歌手の岩崎宏美が29日、東京・東京国際フォーラムホールCでデビュー50周年コンサート(全10公演、2万人動員)のグランドフィナーレを開催。これまでの歌手生活を振り返り、転機となった一曲を明かした。

 1975年のデビューからこれまでシングル69作、アルバム60作を発表。数々の名曲を世に送り出してきた中で、一番の転機となった一曲を問われると、バラード曲の「思秋期」を挙げた。

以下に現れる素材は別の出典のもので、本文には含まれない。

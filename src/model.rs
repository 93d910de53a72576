//! 模型参数与一次前向/反向的显式组合
//!
//! 参数以带名字段的结构体显式持有（生成器/编码器各自独立），
//! 由训练循环独占所有权，只在优化器 apply 步被改写；
//! 前向是纯函数式的 `forward(batch, params) -> ForwardPass`，
//! 反向是独立的 `compute_gradients`，二者与训练循环解耦。

use ndarray::{Array2, Array3, s};
use rand::SeedableRng;
use rand::rngs::StdRng;
use serde::{Deserialize, Serialize};

use crate::config::Config;
use crate::data::{Batch, EmbeddingTable};
use crate::errors::ModelError;
use crate::nn::encoder::{EncoderOutput, EncoderParams};
use crate::nn::gating::apply_rationale_mask;
use crate::nn::generator::{GeneratorOutput, GeneratorParams};
use crate::nn::loss::{self, LossBreakdown};
use crate::nn::optimizer::{Adam, CLIP_LIMIT, clip_gradients};
use crate::nn::{Mode, dropout_mask};

/// 全部可训练参数
#[derive(Debug, Clone, Serialize, Deserialize)]
pub struct ModelParams {
    pub generator: GeneratorParams,
    pub encoder: EncoderParams,
}

impl ModelParams {
    /// 按配置初始化（Xavier 权重 + 零偏置）
    pub fn new(config: &Config, rng: &mut StdRng) -> Self {
        Self {
            generator: GeneratorParams::new(
                rng,
                config.embedding_dim,
                config.hidden_size,
                config.max_sentence,
            ),
            encoder: EncoderParams::new(
                rng,
                config.embedding_dim,
                config.hidden_size,
                config.n_outputs,
            ),
        }
    }

    /// 同形全零参数（梯度/动量容器）
    pub fn zeros_like(&self) -> Self {
        Self {
            generator: self.generator.zeros_like(),
            encoder: self.encoder.zeros_like(),
        }
    }

    /// 全部参数的平方和 Σ‖θ‖²
    pub fn sq_norm(&self) -> f32 {
        self.generator.sq_norm() + self.encoder.sq_norm()
    }

    /// `self += factor * other`（逐元素，L2 梯度累加用）
    pub fn add_scaled(&mut self, other: &Self, factor: f32) {
        self.generator.add_scaled(&other.generator, factor);
        self.encoder.add_scaled(&other.encoder, factor);
    }

    /// 逐元素钳制到 [-limit, limit]
    pub fn clip(&mut self, limit: f32) {
        self.generator.clip(limit);
        self.encoder.clip(limit);
    }

    /// 绝对值最大的元素（发散监控/测试用）
    pub fn max_abs(&self) -> f32 {
        self.generator.max_abs().max(self.encoder.max_abs())
    }
}

/// 一次前向传播的全部产物（生存期 = 一次前向）
pub struct ForwardPass {
    /// 门控替换后的序列 [B, T]
    pub masked_ids: Array2<usize>,
    pub(crate) gen_out: GeneratorOutput,
    pub(crate) enc_out: EncoderOutput,
}

impl ForwardPass {
    /// 回归预测 [B, n_outputs]
    pub fn prediction(&self) -> &Array2<f32> {
        &self.enc_out.prediction
    }

    /// 每词保留概率 p [B, T]
    pub fn probs(&self) -> &Array2<f32> {
        &self.gen_out.probs
    }

    /// 饱和且掩码后的保留判定 [B, T]
    pub fn keep(&self) -> &Array2<f32> {
        &self.gen_out.keep
    }

    /// 每词 surprise 代价 [B, T]
    pub fn log_pz(&self) -> &Array2<f32> {
        &self.gen_out.log_pz
    }
}

/// 生成器 + 编码器联合模型
///
/// 嵌入表加载后只读，被两个网络共享；
/// 数据集不在模型上驻留，逐 batch 显式传入。
pub struct RationaleModel {
    config: Config,
    embeddings: Array2<f32>,
    mask_id: usize,
    /// 可训练参数（只通过优化器 step 改写）
    pub params: ModelParams,
    rng: StdRng,
}

impl RationaleModel {
    /// 创建新模型并初始化参数
    pub fn new(config: Config, embeddings: &EmbeddingTable) -> Result<Self, ModelError> {
        let mut rng = StdRng::seed_from_u64(config.seed);
        let params = ModelParams::new(&config, &mut rng);
        Self::from_params(config, embeddings, params)
    }

    /// 从既有参数创建（检查点恢复）
    pub fn from_params(
        config: Config,
        embeddings: &EmbeddingTable,
        params: ModelParams,
    ) -> Result<Self, ModelError> {
        if embeddings.dim() != config.embedding_dim {
            return Err(ModelError::ShapeMismatch {
                context: "嵌入表维度与配置不一致".to_string(),
                expected: vec![config.embedding_dim],
                got: vec![embeddings.dim()],
            });
        }
        let rng = StdRng::seed_from_u64(config.seed);
        Ok(Self {
            config,
            embeddings: embeddings.vectors().clone(),
            mask_id: embeddings.mask_id(),
            params,
            rng,
        })
    }

    pub fn config(&self) -> &Config {
        &self.config
    }

    /// 保留的 mask 词 id
    pub fn mask_id(&self) -> usize {
        self.mask_id
    }

    /// 前向传播
    ///
    /// `Mode::Train` 启用 dropout（输入层 + 各堆叠的层间传递）；
    /// `Mode::Eval` 完全确定性。
    pub fn forward(&mut self, batch: &Batch, mode: Mode) -> Result<ForwardPass, ModelError> {
        self.check_batch(batch)?;

        let keep_prob = match mode {
            Mode::Train => self.config.dropout_keep_prob,
            Mode::Eval => 1.0,
        };

        let mut x = self.embed(&batch.ids)?;
        if mode == Mode::Train && keep_prob < 1.0 {
            let mask = dropout_mask(&mut self.rng, x.raw_dim(), keep_prob);
            x *= &mask;
        }

        let gen_out = self.params.generator.forward(
            &x,
            &batch.lengths,
            &batch.mask,
            mode,
            keep_prob,
            &mut self.rng,
        );

        let masked_ids = apply_rationale_mask(&batch.ids, &gen_out.keep, self.mask_id);
        let xm = self.embed(&masked_ids)?;

        let enc_out = self
            .params
            .encoder
            .forward(&xm, &batch.lengths, mode, keep_prob, &mut self.rng);

        Ok(ForwardPass {
            masked_ids,
            gen_out,
            enc_out,
        })
    }

    /// 一次训练前向 + 损失合成 + 反向，返回（损失分解, 未裁剪梯度）
    pub fn compute_gradients(
        &mut self,
        batch: &Batch,
    ) -> Result<(LossBreakdown, ModelParams), ModelError> {
        let fp = self.forward(batch, Mode::Train)?;

        let breakdown = loss::compose(
            &batch.labels,
            fp.prediction(),
            fp.log_pz(),
            self.params.sq_norm(),
            self.config.l2_weight,
        );
        let (g_prediction, g_log_pz) =
            loss::gradient_seeds(&batch.labels, fp.prediction(), fp.log_pz(), &breakdown);

        let mut grads = ModelParams {
            generator: self.params.generator.backward(&fp.gen_out, &g_log_pz),
            encoder: self.params.encoder.backward(&fp.enc_out, &g_prediction),
        };
        grads.add_scaled(&self.params, 2.0 * self.config.l2_weight);

        Ok((breakdown, grads))
    }

    /// 一次完整训练步：梯度 → 逐元素裁剪 → Adam 更新
    pub fn train_step(
        &mut self,
        batch: &Batch,
        optimizer: &mut Adam,
    ) -> Result<LossBreakdown, ModelError> {
        let (breakdown, mut grads) = self.compute_gradients(batch)?;
        clip_gradients(&mut grads, CLIP_LIMIT);
        optimizer.step(&mut self.params, &grads);
        Ok(breakdown)
    }

    /// 嵌入查表 [B, T] → [B, T, E]
    fn embed(&self, ids: &Array2<usize>) -> Result<Array3<f32>, ModelError> {
        let (batch, t_max) = ids.dim();
        let dim = self.embeddings.ncols();
        let vocab = self.embeddings.nrows();
        let mut out = Array3::zeros((batch, t_max, dim));
        for ((i, t), &id) in ids.indexed_iter() {
            if id >= vocab {
                return Err(ModelError::TokenIdOutOfRange { id, vocab });
            }
            out.slice_mut(s![i, t, ..]).assign(&self.embeddings.row(id));
        }
        Ok(out)
    }

    /// batch 维度契约校验（任何不一致即 fatal）
    fn check_batch(&self, batch: &Batch) -> Result<(), ModelError> {
        let (b, t) = batch.ids.dim();
        if t != self.config.max_sentence {
            return Err(ModelError::ShapeMismatch {
                context: "ids 列数须等于 max_sentence".to_string(),
                expected: vec![b, self.config.max_sentence],
                got: vec![b, t],
            });
        }
        if batch.labels.dim() != (b, self.config.n_outputs) {
            return Err(ModelError::ShapeMismatch {
                context: "labels 形状".to_string(),
                expected: vec![b, self.config.n_outputs],
                got: vec![batch.labels.nrows(), batch.labels.ncols()],
            });
        }
        if batch.mask.dim() != (b, t) {
            return Err(ModelError::ShapeMismatch {
                context: "mask 形状".to_string(),
                expected: vec![b, t],
                got: vec![batch.mask.nrows(), batch.mask.ncols()],
            });
        }
        if batch.lengths.len() != b {
            return Err(ModelError::ShapeMismatch {
                context: "lengths 长度".to_string(),
                expected: vec![b],
                got: vec![batch.lengths.len()],
            });
        }
        Ok(())
    }
}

 人気オーディション番組「スター誕生!」(1971年~82年)決戦大会でスカウトされ、芸能界入りしたが、父からずっと反対されていたという。20歳までの歌手活動を父に宣言した中で、19歳の時に同曲に出会い、父の態度が変わったという。「『思秋期』を歌うようになってからは『やめなさい』って言われなくなった。『ロマンス』を歌っている時でも、家でくたびれた顔をしていると『明日すぐやめろ』とかすぐ言う人だった。(心の中では)売れてるのにとか思っていたんですけど」とジョークを交えながら当時の裏話を明かした。

 この日は、「思秋期」「ロマンス」のほか、代表曲「聖母たちのララバイ」「すみれ色の涙」「シンデレラ・ハネムーン」、さだまさしの「いのちの理由」のカバーなど2時間半で全38曲を熱唱。「こんな素敵な(歌手人生の)折り返し地点に立てたことが自信につながる」と万感の表情を見せた。